Dr. Freshteh OsmaniUniversity of Birjand, Iran
Title: Comparison of breast cancer recurrence prediction by random forest, artificial neural network and Cox regression modols
Breast cancer is one of the most common cancers, and also it is the most common type of malignancy in Iranian women that has been growing in recent years. In patients with this disease, there is usually the risk of recurrence. Many factors increase or decrease the risk of recurrence. A variety of models that can be noted to detect and predict breast cancer recurrence and factors affecting it, classical statistical methods such as Cox Regression and new methods such as Artificial Neural Network and Random Forest. In this study, using these three techniques, recurrence of breast cancer was predicted and factors affecting relapse were detected. Models and prediction Accuracy are compared using ROC curve. In this retrospective study, also called historic cohort study, 342 patients with breast cancer with 13 features from each patient were used.
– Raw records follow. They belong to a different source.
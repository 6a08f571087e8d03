// Copyright Amazon.com, Inc. or its affiliates. All Rights Reserved.
// SPDX-License-Identifier: Apache-2.0

//! Admission control and grant generation across the frames of a superframe

use crate::{
    error::Kind,
    event::{self, Meta},
    frame::{
        self, AllocationFailure, AllocationRequest, CcLevel, FrameAllocator, Tbtp, UtAllocInfoMap,
    },
    time::Timestamp,
    Result,
};
use tracing::{debug, trace};

mod config;

pub use config::Config;

/// Where and how a terminal was admitted
#[derive(Clone, Copy, Debug, PartialEq)]
pub struct Allocation {
    pub frame_id: u8,
    pub waveform_id: u32,
    pub cc_level: CcLevel,
}

#[derive(Debug)]
pub struct SuperframeAllocator<F: frame::Allocator = FrameAllocator> {
    config: Config,
    frames: Vec<F>,
    min_carrier_payload_bytes: u32,
    most_robust_slot_payload_bytes: u32,
    minimum_rate_bytes_left: u32,
}

impl<F: frame::Allocator> SuperframeAllocator<F> {
    pub fn new(config: Config, frames: Vec<F>) -> Result<Self> {
        ensure!(!frames.is_empty(), Err(Kind::NoFrames.err()));

        let min_carrier_payload_bytes = frames
            .iter()
            .map(F::min_carrier_payload_bytes)
            .min()
            .unwrap_or_default();
        let most_robust_slot_payload_bytes = frames
            .iter()
            .map(F::most_robust_slot_payload_bytes)
            .min()
            .unwrap_or_default();

        Ok(Self {
            config,
            frames,
            min_carrier_payload_bytes,
            most_robust_slot_payload_bytes,
            minimum_rate_bytes_left: min_carrier_payload_bytes,
        })
    }

    #[inline]
    pub fn config(&self) -> &Config {
        &self.config
    }

    #[inline]
    pub fn frames(&self) -> &[F] {
        &self.frames
    }

    /// Bytes still available for minimum rate guarantees
    #[inline]
    pub fn minimum_rate_bytes_left(&self) -> u32 {
        self.minimum_rate_bytes_left
    }

    #[inline]
    pub fn min_carrier_payload_bytes(&self) -> u32 {
        self.min_carrier_payload_bytes
    }

    #[inline]
    pub fn most_robust_slot_payload_bytes(&self) -> u32 {
        self.most_robust_slot_payload_bytes
    }

    /// Removes every allocation from every frame
    pub fn remove_allocations(&mut self) {
        for frame in &mut self.frames {
            frame.reset();
        }
    }

    /// Admits the requests of one allocation cycle and distributes the
    /// symbols of every frame among the admitted terminals
    ///
    /// Returns the outcome of every request, in request order.
    pub fn pre_allocate_symbols<Sub: event::Subscriber>(
        &mut self,
        requests: &[AllocationRequest],
        now: Timestamp,
        subscriber: &mut Sub,
    ) -> Vec<Result<Allocation, AllocationFailure>> {
        let meta = Meta::new(now);
        self.remove_allocations();

        let outcomes = requests
            .iter()
            .map(|request| {
                let outcome = self.allocate_to_frame(request);
                match outcome {
                    Ok(allocation) => {
                        subscriber.on_terminal_allocated(
                            &meta,
                            &event::TerminalAllocated {
                                terminal: request.terminal,
                                frame_id: allocation.frame_id,
                                waveform_id: allocation.waveform_id,
                                cc_level: allocation.cc_level,
                            },
                        );
                    }
                    Err(reason) => {
                        subscriber.on_terminal_unallocated(
                            &meta,
                            &event::TerminalUnallocated {
                                terminal: request.terminal,
                                reason,
                            },
                        );
                    }
                }
                outcome
            })
            .collect();

        for frame in &mut self.frames {
            frame.pre_allocate_symbols(self.config.target_load, self.config.fca_enabled);
        }

        outcomes
    }

    /// Admits `request` to the least loaded frame supporting its channel
    /// quality, at the richest congestion control level any frame accepts
    ///
    /// On failure no frame is modified.
    pub fn allocate_to_frame(
        &mut self,
        request: &AllocationRequest,
    ) -> Result<Allocation, AllocationFailure> {
        let candidates: Vec<(usize, u32)> = self
            .frames
            .iter()
            .enumerate()
            .filter_map(|(idx, frame)| frame.best_waveform(request.cno).map(|w| (idx, w)))
            .collect();

        if candidates.is_empty() {
            debug!(terminal = %request.terminal, cno = request.cno, "no frame supports the terminal");
            return Err(AllocationFailure::UnsupportedChannelQuality);
        }

        for level in CcLevel::DESCENDING {
            if let Some((idx, waveform_id)) = self.allocate_based_on_cc(level, request, &candidates) {
                let frame_id = self.frames[idx].id();
                debug!(terminal = %request.terminal, frame_id, waveform_id, %level, "terminal allocated");
                return Ok(Allocation {
                    frame_id,
                    waveform_id,
                    cc_level: level,
                });
            }
        }

        debug!(terminal = %request.terminal, "no congestion control level admits the terminal");
        Err(AllocationFailure::Congested)
    }

    /// Offers `request` at `level` to the candidate with the lowest load
    ///
    /// Ties go to the candidate listed first.
    fn allocate_based_on_cc(
        &mut self,
        level: CcLevel,
        request: &AllocationRequest,
        candidates: &[(usize, u32)],
    ) -> Option<(usize, u32)> {
        let mut selected = *candidates.first()?;
        let mut lowest = self.frames[selected.0].cc_load(level);

        for candidate in &candidates[1..] {
            let load = self.frames[candidate.0].cc_load(level);
            if load < lowest {
                selected = *candidate;
                lowest = load;
            }
        }

        trace!(frame = self.frames[selected.0].id(), %level, load = lowest, "frame selected");

        let (idx, waveform_id) = selected;
        self.frames[idx]
            .allocate(level, request, waveform_id)
            .then_some(selected)
    }

    /// Generates the time slots of all frames into `tbtps`
    ///
    /// `tbtps` must contain the message to start filling; further messages are
    /// appended whenever one would exceed `max_size_bytes`.
    pub fn generate_time_slots<Sub: event::Subscriber>(
        &mut self,
        tbtps: &mut Vec<Tbtp>,
        max_size_bytes: usize,
        ut_alloc: &mut UtAllocInfoMap,
        now: Timestamp,
        subscriber: &mut Sub,
    ) -> Result {
        ensure!(!tbtps.is_empty(), Err(Kind::EmptyTbtpContainer.err()));

        for frame in &mut self.frames {
            frame.generate_time_slots(
                tbtps,
                max_size_bytes,
                ut_alloc,
                self.config.rc_based_allocation_enabled,
                now,
                subscriber,
            );
        }

        Ok(())
    }

    /// Reserves `bytes` of the minimum rate budget for a terminal
    ///
    /// When control slots are enabled, the terminal's control slot must fit in
    /// the same carrier, so its payload is included in the check.
    pub fn reserve_minimum_rate(&mut self, bytes: u32, control_slots_enabled: bool) -> Result {
        let checked = self.checked_minimum_rate(bytes, control_slots_enabled)?;

        ensure!(
            checked <= self.minimum_rate_bytes_left,
            Err(Kind::MinimumRateExceedsRemaining {
                requested: checked,
                remaining: self.minimum_rate_bytes_left,
            }
            .err())
        );

        self.minimum_rate_bytes_left -= bytes;
        Ok(())
    }

    /// Returns `bytes` previously reserved with the same arguments
    pub fn release_minimum_rate(&mut self, bytes: u32, control_slots_enabled: bool) -> Result {
        self.checked_minimum_rate(bytes, control_slots_enabled)?;
        self.minimum_rate_bytes_left = self.minimum_rate_bytes_left.saturating_add(bytes);
        Ok(())
    }

    #[track_caller]
    fn checked_minimum_rate(&self, bytes: u32, control_slots_enabled: bool) -> Result<u32> {
        let mut checked = bytes;
        if control_slots_enabled {
            checked = checked.saturating_add(self.most_robust_slot_payload_bytes);
        }

        ensure!(
            checked <= self.min_carrier_payload_bytes,
            Err(Kind::MinimumRateExceedsCarrier {
                requested: checked,
                carrier: self.min_carrier_payload_bytes,
            }
            .err())
        );

        Ok(checked)
    }
}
Data of patients in the Cancer Research Center of Shohada Tajrish hospital, have been recorded to track, and patients for at least 6 months after diagnosis were being monitored and follow-up was done for them. To develop predictive models of breast cancer recurrence and determination of factors affecting recurrence, the three-layer Perceptron Artificial Neural Network algorithms, Random Forest classification and Cox Regression models were fitted. Area under the ROC for the Artificial Neural Network, Random Forest and Cox Regression obtained 87%, 76% and 65%, respectively. Artificial Neural Network model classification accuracy is obtained 80%, against 60% for random forest model and 33% for cox regression model. So, ANN model predicted better than the two other models.
Freshteh Osmani completed his Ph.D. at the age of 32 years from Tarbiat Modares University, Tehran, Iran. She is an assistant professor of biostatistics and the head of the Student Research Committee of the dentistry department. She has over 70 publications that have been cited over 250 times, and his publication h-index is 11. He has been serving as an editorial board and reviewer member of several journals.